*Material to process*:

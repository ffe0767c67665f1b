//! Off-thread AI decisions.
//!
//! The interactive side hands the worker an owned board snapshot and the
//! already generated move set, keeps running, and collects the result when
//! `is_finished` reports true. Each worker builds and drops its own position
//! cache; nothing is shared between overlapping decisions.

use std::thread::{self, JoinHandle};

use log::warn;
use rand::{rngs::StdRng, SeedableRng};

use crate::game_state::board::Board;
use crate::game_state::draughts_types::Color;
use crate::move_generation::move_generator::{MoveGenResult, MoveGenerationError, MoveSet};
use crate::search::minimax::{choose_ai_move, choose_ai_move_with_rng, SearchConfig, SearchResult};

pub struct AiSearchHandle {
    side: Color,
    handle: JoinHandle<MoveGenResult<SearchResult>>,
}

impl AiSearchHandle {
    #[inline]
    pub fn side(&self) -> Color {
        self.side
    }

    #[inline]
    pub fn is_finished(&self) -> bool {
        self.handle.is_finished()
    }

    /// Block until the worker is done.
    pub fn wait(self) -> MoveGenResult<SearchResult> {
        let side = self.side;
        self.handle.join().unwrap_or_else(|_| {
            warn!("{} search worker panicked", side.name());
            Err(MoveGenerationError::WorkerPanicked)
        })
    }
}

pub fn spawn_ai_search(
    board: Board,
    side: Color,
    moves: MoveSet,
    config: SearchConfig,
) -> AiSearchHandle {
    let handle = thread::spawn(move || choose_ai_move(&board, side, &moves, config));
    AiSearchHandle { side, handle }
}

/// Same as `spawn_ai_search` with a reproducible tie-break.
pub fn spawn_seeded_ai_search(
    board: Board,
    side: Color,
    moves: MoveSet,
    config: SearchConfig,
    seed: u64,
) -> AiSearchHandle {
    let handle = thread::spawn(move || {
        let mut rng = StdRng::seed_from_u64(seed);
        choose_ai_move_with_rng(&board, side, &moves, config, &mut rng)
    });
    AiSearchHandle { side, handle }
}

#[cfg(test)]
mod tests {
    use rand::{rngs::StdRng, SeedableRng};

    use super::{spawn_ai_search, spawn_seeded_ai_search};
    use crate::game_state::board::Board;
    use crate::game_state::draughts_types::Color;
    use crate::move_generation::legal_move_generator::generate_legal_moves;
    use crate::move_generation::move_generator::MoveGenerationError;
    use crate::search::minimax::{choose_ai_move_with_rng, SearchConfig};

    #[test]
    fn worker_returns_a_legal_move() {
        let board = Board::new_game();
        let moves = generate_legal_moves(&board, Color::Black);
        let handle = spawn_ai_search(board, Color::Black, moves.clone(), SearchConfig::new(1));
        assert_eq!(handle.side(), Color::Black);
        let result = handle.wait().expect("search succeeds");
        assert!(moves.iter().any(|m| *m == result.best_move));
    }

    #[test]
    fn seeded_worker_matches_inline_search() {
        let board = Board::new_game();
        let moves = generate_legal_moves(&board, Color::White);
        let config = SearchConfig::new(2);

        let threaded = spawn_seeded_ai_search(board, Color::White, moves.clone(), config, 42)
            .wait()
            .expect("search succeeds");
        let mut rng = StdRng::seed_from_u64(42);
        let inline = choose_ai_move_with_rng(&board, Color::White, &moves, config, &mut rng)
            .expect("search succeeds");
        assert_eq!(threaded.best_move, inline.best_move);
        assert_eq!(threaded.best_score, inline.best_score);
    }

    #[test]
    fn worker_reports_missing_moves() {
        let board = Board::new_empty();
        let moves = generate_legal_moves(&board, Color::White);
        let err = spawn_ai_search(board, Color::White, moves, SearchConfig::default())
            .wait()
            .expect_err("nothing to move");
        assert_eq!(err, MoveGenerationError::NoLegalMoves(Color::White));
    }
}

*What you need to do*:
Count the lines of the listing above that include the word "clone" and report the number by itself.

*Output for this task*:
2